Research Progress on the Schrödinger Equation of Gravitational Potential Energy

Abstract

Runsheng Tu

People believe that the Schrödinger equation cannot be used to describe macroscopic objects like the Earth, and Newtonian mechanics cannot be used to describe microscopic systems. The old concept of the relationship between the existing laws of quantum mechanics and classical mechanics undoubtedly has a serious impact on people's understanding of the natural world, the development of physics theories, and the application of existing physics theories. The continuous development of physics theory requires constant changes to some incorrect old concepts. The Schrödinger equation that can describe planetary motion was successfully obtained by replacing the potential energy in the Hamiltonian operator from electromagnetic interaction potential energy to gravitational interaction potential energy.
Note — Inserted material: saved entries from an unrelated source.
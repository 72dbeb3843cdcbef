//! Vacation period model and its status lifecycle.

use std::fmt;

use chrono::{DateTime, Datelike, NaiveDate, Utc};
use serde::{Deserialize, Serialize};
use uuid::Uuid;

use crate::error::{EngineError, EngineResult};
use crate::validation::duration_in_days;

/// Lifecycle status of a vacation period.
///
/// Only `pending` and `approved` periods count against an employee's annual
/// quota; `rejected` periods are excluded from all calculations.
#[derive(Debug, Clone, Copy, PartialEq, Eq, Serialize, Deserialize)]
#[serde(rename_all = "snake_case")]
pub enum PeriodStatus {
    /// Submitted and awaiting an administrator's decision.
    Pending,
    /// Approved by an administrator.
    Approved,
    /// Rejected by an administrator; no longer counts against quota.
    Rejected,
}

impl fmt::Display for PeriodStatus {
    fn fmt(&self, f: &mut fmt::Formatter<'_>) -> fmt::Result {
        let s = match self {
            PeriodStatus::Pending => "pending",
            PeriodStatus::Approved => "approved",
            PeriodStatus::Rejected => "rejected",
        };
        f.write_str(s)
    }
}

/// A requested vacation period for a single employee.
///
/// The date range is inclusive of both endpoints; `duration` and `year` are
/// derived from the dates at construction time and kept consistent by
/// [`VacationPeriod::reschedule`].
#[derive(Debug, Clone, PartialEq, Eq, Serialize, Deserialize)]
pub struct VacationPeriod {
    /// Unique identifier for the period.
    pub id: Uuid,
    /// Identifier of the requesting employee.
    pub user_id: String,
    /// First day of vacation (inclusive).
    pub start_date: NaiveDate,
    /// Last day of vacation (inclusive).
    pub end_date: NaiveDate,
    /// Number of days in the period, counting both endpoints.
    pub duration: i64,
    /// The calendar year the period is attributed to (the start date's year).
    pub year: i32,
    /// Current lifecycle status.
    pub status: PeriodStatus,
    /// When the period was submitted.
    pub created_at: DateTime<Utc>,
}

impl VacationPeriod {
    /// Creates a new pending period for the given user and date range.
    ///
    /// Returns [`EngineError::InvalidDateRange`] when `start_date` is after
    /// `end_date`; the duration calculation is only defined for ordered
    /// ranges.
    ///
    /// # Example
    ///
    /// ```
    /// use vacation_engine::models::{PeriodStatus, VacationPeriod};
    /// use chrono::NaiveDate;
    ///
    /// let period = VacationPeriod::new(
    ///     "emp_001",
    ///     NaiveDate::from_ymd_opt(2025, 7, 1).unwrap(),
    ///     NaiveDate::from_ymd_opt(2025, 7, 15).unwrap(),
    /// )
    /// .unwrap();
    /// assert_eq!(period.duration, 15);
    /// assert_eq!(period.year, 2025);
    /// assert_eq!(period.status, PeriodStatus::Pending);
    /// ```
    pub fn new(
        user_id: impl Into<String>,
        start_date: NaiveDate,
        end_date: NaiveDate,
    ) -> EngineResult<Self> {
        if start_date > end_date {
            return Err(EngineError::InvalidDateRange {
                start_date,
                end_date,
            });
        }

        Ok(Self {
            id: Uuid::new_v4(),
            user_id: user_id.into(),
            start_date,
            end_date,
            duration: duration_in_days(start_date, end_date),
            year: start_date.year(),
            status: PeriodStatus::Pending,
            created_at: Utc::now(),
        })
    }

    /// Replaces the date range, recomputing `duration` and `year`.
    ///
    /// Returns [`EngineError::InvalidDateRange`] for reversed ranges and
    /// leaves the period untouched in that case.
    pub fn reschedule(&mut self, start_date: NaiveDate, end_date: NaiveDate) -> EngineResult<()> {
        if start_date > end_date {
            return Err(EngineError::InvalidDateRange {
                start_date,
                end_date,
            });
        }

        self.start_date = start_date;
        self.end_date = end_date;
        self.duration = duration_in_days(start_date, end_date);
        self.year = start_date.year();
        Ok(())
    }

    /// Returns true if the period counts against the annual quota.
    ///
    /// Pending and approved periods count; rejected periods do not.
    pub fn counts_against_quota(&self) -> bool {
        matches!(self.status, PeriodStatus::Pending | PeriodStatus::Approved)
    }
}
If the distance between the sun and the earth is approximated as a constant, the energy eigenvalues obtained by solving the Schrödinger equation for the Earth's revolution are completely consistent with the results obtained directly using classical mechanics. The direct significance of establishing and applying such equations is that they can simultaneously use classical mechanics and wave dynamics to describe all objects (no longer limited by the mass of the objects), simplifying the calculation process of quantum mechanics. It has been proven that classical mechanics and wave dynamics are compatible, and there is no insurmountable gap between them. This result has a huge positive impact on the theoretical updates and applications of quantum mechanics.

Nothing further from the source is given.